IN OSPEDALE
Il “numerificio” dell’Oncologia ora apre solo alle 7
La novità dall’1 settembre per gli esami del sangue all’ambulatorio del Circolo di Varese. I pazienti tornano al vecchio: «Chi è l’ultimo?»

Non di rado, i danni si fanno con le migliori intenzioni. Se una lezione può passare a chi ogni giorno deve fare i conti con l’ondata d’invitati all’ex Grande Ballo in Mascherina – oggi, salvo influenze o malattie respiratorie, aperto a volti denudati nel proprio dolore più o meno dissimulato – è proprio questo: la toppa può rivelarsi peggiore del buco. Nel caso, il buco ha preso forma, proprio ieri – lunedì 1 settembre – e di un avviso plastificato, all’ingresso dell’Ambulatorio dell’Oncologia, terzo piano dell’ala vecchia dell’ospedale di Circolo di Varese. E riguarda il distributore di biglietti numerati progressivamente per ordinare le chiamate ai prelievi di sangue che, di solito, anticipano di un giorno le terapie oncologiche.
Qui ogni giorno, ben prima delle 7.20, orario d’apertura della porta, risalgono scale impegnative o s’affidano a un ascensore che a Napoli sarebbe già stato bandito per questioni scaramantiche (è il 47...) manda lamenti metallici già a metà corsa, decine di pazienti, spesso accompagnati da parenti o amici. Ovvio che si formino «affollamenti»: chi si siede sulle scale, chi s’appoggia al muro, chi, per evitarsi l’esperienza dell’attesa in precario equilibrio – non bastasse la salute precaria – stacca di buon’ora il biglietto numerato e se ne ritorna in auto, per evitare di condividere l’attesa di gruppo in uno spazio che definire inospitale (alla faccia dell’etimo) è un affronto all’eufemismo.
Dunque, da ieri mattina, «per evitare tali affollamenti» qualcuno ha ritenuto una mossa strategica, svuotare la biglietteria fai-da-te e di farla riempire alle 7 in punto (e fino alle 8.30), in modo tale da scoraggiare la presenza di chi, già dalle 6.30, se non prima, si muniva del prezioso tagliandino. Non per italica furbizia ma per evitarsi la fatica di una coda, che al confronto quella alle Poste è una passeggiata all’aria aperta: al Gran Ballo di cui sopra, vale la pena di ricordarlo, sono invitati, obtorto collo, anche anziani e lavoratori per non dire pazienti che arrivano da fuori città. Il «rimedio» di far trovare vuoto il distributore manuale di numeri, però, ha sortito solo l’effetto opposto: i numeri – seppure con massimo contegno e concessione salace a un minimo d’ironia – li hanno dati i pazienti in attesa: «Chi è l’ultimo?» è stata la domanda più gettonata e fino alla scorsa settimana resa evitabile proprio dal numerino di carta.

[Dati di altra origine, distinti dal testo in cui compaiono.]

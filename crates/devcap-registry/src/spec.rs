//! # Struct and Member Specifications
//!
//! [`FieldSpec`] describes one member: its value type, its limit type,
//! whether it is an array (and of what capacity), and whether simulation
//! may override it. [`StructSpec`] is a canonical struct with its aliases,
//! members, provenance and chain-root relations.

use std::collections::HashMap;
use std::fmt;
use std::str::FromStr;

use serde::{Deserialize, Serialize};

use devcap_core::{ApiVersion, LimitType, StructId, ValueError};

// ---------------------------------------------------------------------------
// ValueType
// ---------------------------------------------------------------------------

/// Declared type of a member.
///
/// Written in schemas as `bool`, `int`, `uint`, `float`, `string`,
/// `flags:<FlagSet>`, `enum:<Enumeration>` or `struct:<StructName>`.
#[derive(Debug, Clone, PartialEq, Eq, Hash, Serialize, Deserialize)]
#[serde(try_from = "String", into = "String")]
pub enum ValueType {
    Bool,
    Int,
    Uint,
    Float,
    Str,
    Flags(String),
    Enum(String),
    Struct(String),
}

impl fmt::Display for ValueType {
    fn fmt(&self, f: &mut fmt::Formatter<'_>) -> fmt::Result {
        match self {
            Self::Bool => f.write_str("bool"),
            Self::Int => f.write_str("int"),
            Self::Uint => f.write_str("uint"),
            Self::Float => f.write_str("float"),
            Self::Str => f.write_str("string"),
            Self::Flags(set) => write!(f, "flags:{set}"),
            Self::Enum(name) => write!(f, "enum:{name}"),
            Self::Struct(name) => write!(f, "struct:{name}"),
        }
    }
}

impl FromStr for ValueType {
    type Err = ValueError;

    fn from_str(s: &str) -> Result<Self, Self::Err> {
        let invalid = || ValueError::InvalidType(s.to_string());
        match s.split_once(':') {
            None => match s {
                "bool" => Ok(Self::Bool),
                "int" => Ok(Self::Int),
                "uint" => Ok(Self::Uint),
                "float" => Ok(Self::Float),
                "string" => Ok(Self::Str),
                _ => Err(invalid()),
            },
            Some((_, "")) => Err(invalid()),
            Some(("flags", name)) => Ok(Self::Flags(name.to_string())),
            Some(("enum", name)) => Ok(Self::Enum(name.to_string())),
            Some(("struct", name)) => Ok(Self::Struct(name.to_string())),
            Some(_) => Err(invalid()),
        }
    }
}

impl TryFrom<String> for ValueType {
    type Error = ValueError;

    fn try_from(s: String) -> Result<Self, Self::Error> {
        s.parse()
    }
}

impl From<ValueType> for String {
    fn from(t: ValueType) -> Self {
        t.to_string()
    }
}

// ---------------------------------------------------------------------------
// FieldSpec
// ---------------------------------------------------------------------------

/// Array shape of a member.
///
/// `len` is the fixed size, or the cap of a dynamically sized array whose
/// live length is held in `count_member`. Iteration never goes past `len`.
#[derive(Debug, Clone, PartialEq, Eq, Serialize, Deserialize)]
pub struct ArraySpec {
    pub len: usize,
    #[serde(default, skip_serializing_if = "Option::is_none")]
    pub count_member: Option<String>,
}

/// One struct member.
#[derive(Debug, Clone, PartialEq, Serialize, Deserialize)]
pub struct FieldSpec {
    pub name: String,
    #[serde(rename = "type")]
    pub value_type: ValueType,
    #[serde(default)]
    pub limit: LimitType,
    #[serde(default, skip_serializing_if = "Option::is_none")]
    pub array: Option<ArraySpec>,
    /// Simulation may replace the reported value.
    #[serde(default = "default_true")]
    pub modifiable: bool,
    /// Interned id of the nested struct type, resolved at registry load.
    #[serde(skip)]
    pub nested: Option<StructId>,
}

fn default_true() -> bool {
    true
}

impl FieldSpec {
    /// A scalar member, mostly for tests and programmatic registries.
    pub fn scalar(name: impl Into<String>, value_type: ValueType, limit: LimitType) -> Self {
        Self {
            name: name.into(),
            value_type,
            limit,
            array: None,
            modifiable: true,
            nested: None,
        }
    }

    pub fn with_array(mut self, len: usize, count_member: Option<&str>) -> Self {
        self.array = Some(ArraySpec {
            len,
            count_member: count_member.map(str::to_string),
        });
        self
    }

    pub fn is_array(&self) -> bool {
        self.array.is_some()
    }

    /// Maximum number of elements walked for this member.
    pub fn array_cap(&self) -> Option<usize> {
        self.array.as_ref().map(|a| a.len)
    }

    pub fn flag_set(&self) -> Option<&str> {
        match &self.value_type {
            ValueType::Flags(set) => Some(set),
            _ => None,
        }
    }
}

// ---------------------------------------------------------------------------
// Provenance
// ---------------------------------------------------------------------------

/// Where a struct comes from: a minimum core version and/or the extensions
/// that define it. Either source suffices.
#[derive(Debug, Clone, Default, PartialEq, Eq, Serialize, Deserialize)]
pub struct Provenance {
    #[serde(default, skip_serializing_if = "Option::is_none")]
    pub version: Option<ApiVersion>,
    #[serde(default, skip_serializing_if = "Vec::is_empty")]
    pub extensions: Vec<String>,
}

impl Provenance {
    /// Whether a plan with `baseline` and extension predicate `has_ext`
    /// makes this struct available. Empty provenance is always available.
    pub fn is_satisfied_by(&self, baseline: ApiVersion, has_ext: impl Fn(&str) -> bool) -> bool {
        if self.version.is_none() && self.extensions.is_empty() {
            return true;
        }
        self.version.is_some_and(|v| baseline >= v) || self.extensions.iter().any(|e| has_ext(e))
    }
}

impl fmt::Display for Provenance {
    fn fmt(&self, f: &mut fmt::Formatter<'_>) -> fmt::Result {
        let mut parts: Vec<String> = Vec::new();
        if let Some(v) = self.version {
            parts.push(format!("version {v}"));
        }
        parts.extend(self.extensions.iter().cloned());
        if parts.is_empty() {
            f.write_str("nothing")
        } else {
            f.write_str(&parts.join(" or "))
        }
    }
}

// ---------------------------------------------------------------------------
// StructSpec
// ---------------------------------------------------------------------------

/// A canonical struct, built by the registry.
#[derive(Debug, Clone)]
pub struct StructSpec {
    pub id: StructId,
    pub name: String,
    pub aliases: Vec<String>,
    pub members: Vec<FieldSpec>,
    pub provenance: Provenance,
    /// Chain roots this struct extends.
    pub extends: Vec<StructId>,
    member_index: HashMap<String, usize>,
}

impl StructSpec {
    pub(crate) fn new(
        id: StructId,
        name: String,
        members: Vec<FieldSpec>,
        provenance: Provenance,
    ) -> Self {
        let member_index = members
            .iter()
            .enumerate()
            .map(|(i, m)| (m.name.clone(), i))
            .collect();
        Self {
            id,
            name,
            aliases: Vec::new(),
            members,
            provenance,
            extends: Vec::new(),
            member_index,
        }
    }

    pub fn member(&self, name: &str) -> Option<&FieldSpec> {
        self.member_index.get(name).map(|&i| &self.members[i])
    }

    pub(crate) fn member_mut(&mut self, name: &str) -> Option<&mut FieldSpec> {
        let i = *self.member_index.get(name)?;
        self.members.get_mut(i)
    }
}
//! # Capability Blocks
//!
//! A [`CapabilityBlock`] is a named bundle of declared values across the
//! five categories. Struct keys are interned [`StructId`]s, so a block
//! declared under an alias and one declared under the canonical name hold
//! the same key.

use std::collections::BTreeMap;

use devcap_core::{Fields, StructId};
use devcap_registry::Category;

use crate::video::VideoProfileDecl;

/// Struct → declared members, for one category (or one queue family, one
/// format, one video profile).
pub type StructValues = BTreeMap<StructId, Fields>;

/// A named bundle of declared capabilities.
#[derive(Debug, Clone, Default, PartialEq)]
pub struct CapabilityBlock {
    pub name: String,
    /// Extension → minimum spec version.
    pub extensions: BTreeMap<String, u32>,
    pub features: StructValues,
    pub properties: StructValues,
    /// Format identifier → format property structs.
    pub formats: BTreeMap<String, StructValues>,
    /// Ordered required queue families.
    pub queue_families: Vec<StructValues>,
    pub video_profiles: Vec<VideoProfileDecl>,
}

impl CapabilityBlock {
    pub fn new(name: impl Into<String>) -> Self {
        Self {
            name: name.into(),
            ..Default::default()
        }
    }

    /// Whether the block declares nothing at all.
    pub fn is_empty(&self) -> bool {
        self.extensions.is_empty()
            && self.features.is_empty()
            && self.properties.is_empty()
            && self.formats.is_empty()
            && self.queue_families.is_empty()
            && self.video_profiles.is_empty()
    }

    /// Every struct the block references, with the category it appears under.
    pub fn struct_refs(&self) -> Vec<(Category, StructId)> {
        let mut refs = Vec::new();
        refs.extend(self.features.keys().map(|id| (Category::Features, *id)));
        refs.extend(self.properties.keys().map(|id| (Category::Properties, *id)));
        for values in self.formats.values() {
            refs.extend(values.keys().map(|id| (Category::Formats, *id)));
        }
        for family in &self.queue_families {
            refs.extend(family.keys().map(|id| (Category::QueueFamilies, *id)));
        }
        for decl in &self.video_profiles {
            refs.extend(
                decl.capabilities
                    .keys()
                    .map(|id| (Category::VideoCapabilities, *id)),
            );
            for format in &decl.formats {
                refs.extend(format.keys().map(|id| (Category::VideoFormats, *id)));
            }
        }
        refs.sort();
        refs.dedup();
        refs
    }
}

Alla fine, solo l’autodisciplina esemplare ma affatto sorprendente (fate i conti con un tumore eppoi vedrete se non vi passano le paturnie da nevrosi) ha evitato che la situazione degenerasse in scatti di rabbia. Che fra l’altro si sarebbero diretti contro l’unica creatura innocente la quale, puntualissima, alle 7, non solo s’è presentata per caricare il numerificio ma è pure rimasta chiusa fuori per una dimenticanza in guisa di chiave. Qualcuno, per alleviare la tensione e pensando a un ingiusto contrappasso, le ha pure sussurrato: «Ma che fa, adesso, prende anche lei il numerino?».
Stessa scenetta per un’altra infermiera, che trasportava un carrello di farmaci (colpa d’un frigorifero del reparto fuori uso) e costretta ad attendere le 7.20, quando all’ingresso dell’Ambulatorio c’era il solito affollamento. E, per fortuna, appena oltre, il sorriso che scalda degli Angeli della Terapia: quelli che hanno il volto senza maschera delle infermiere. E che non guardano l’orologio per mettere i pazienti in fila come fossero numeri.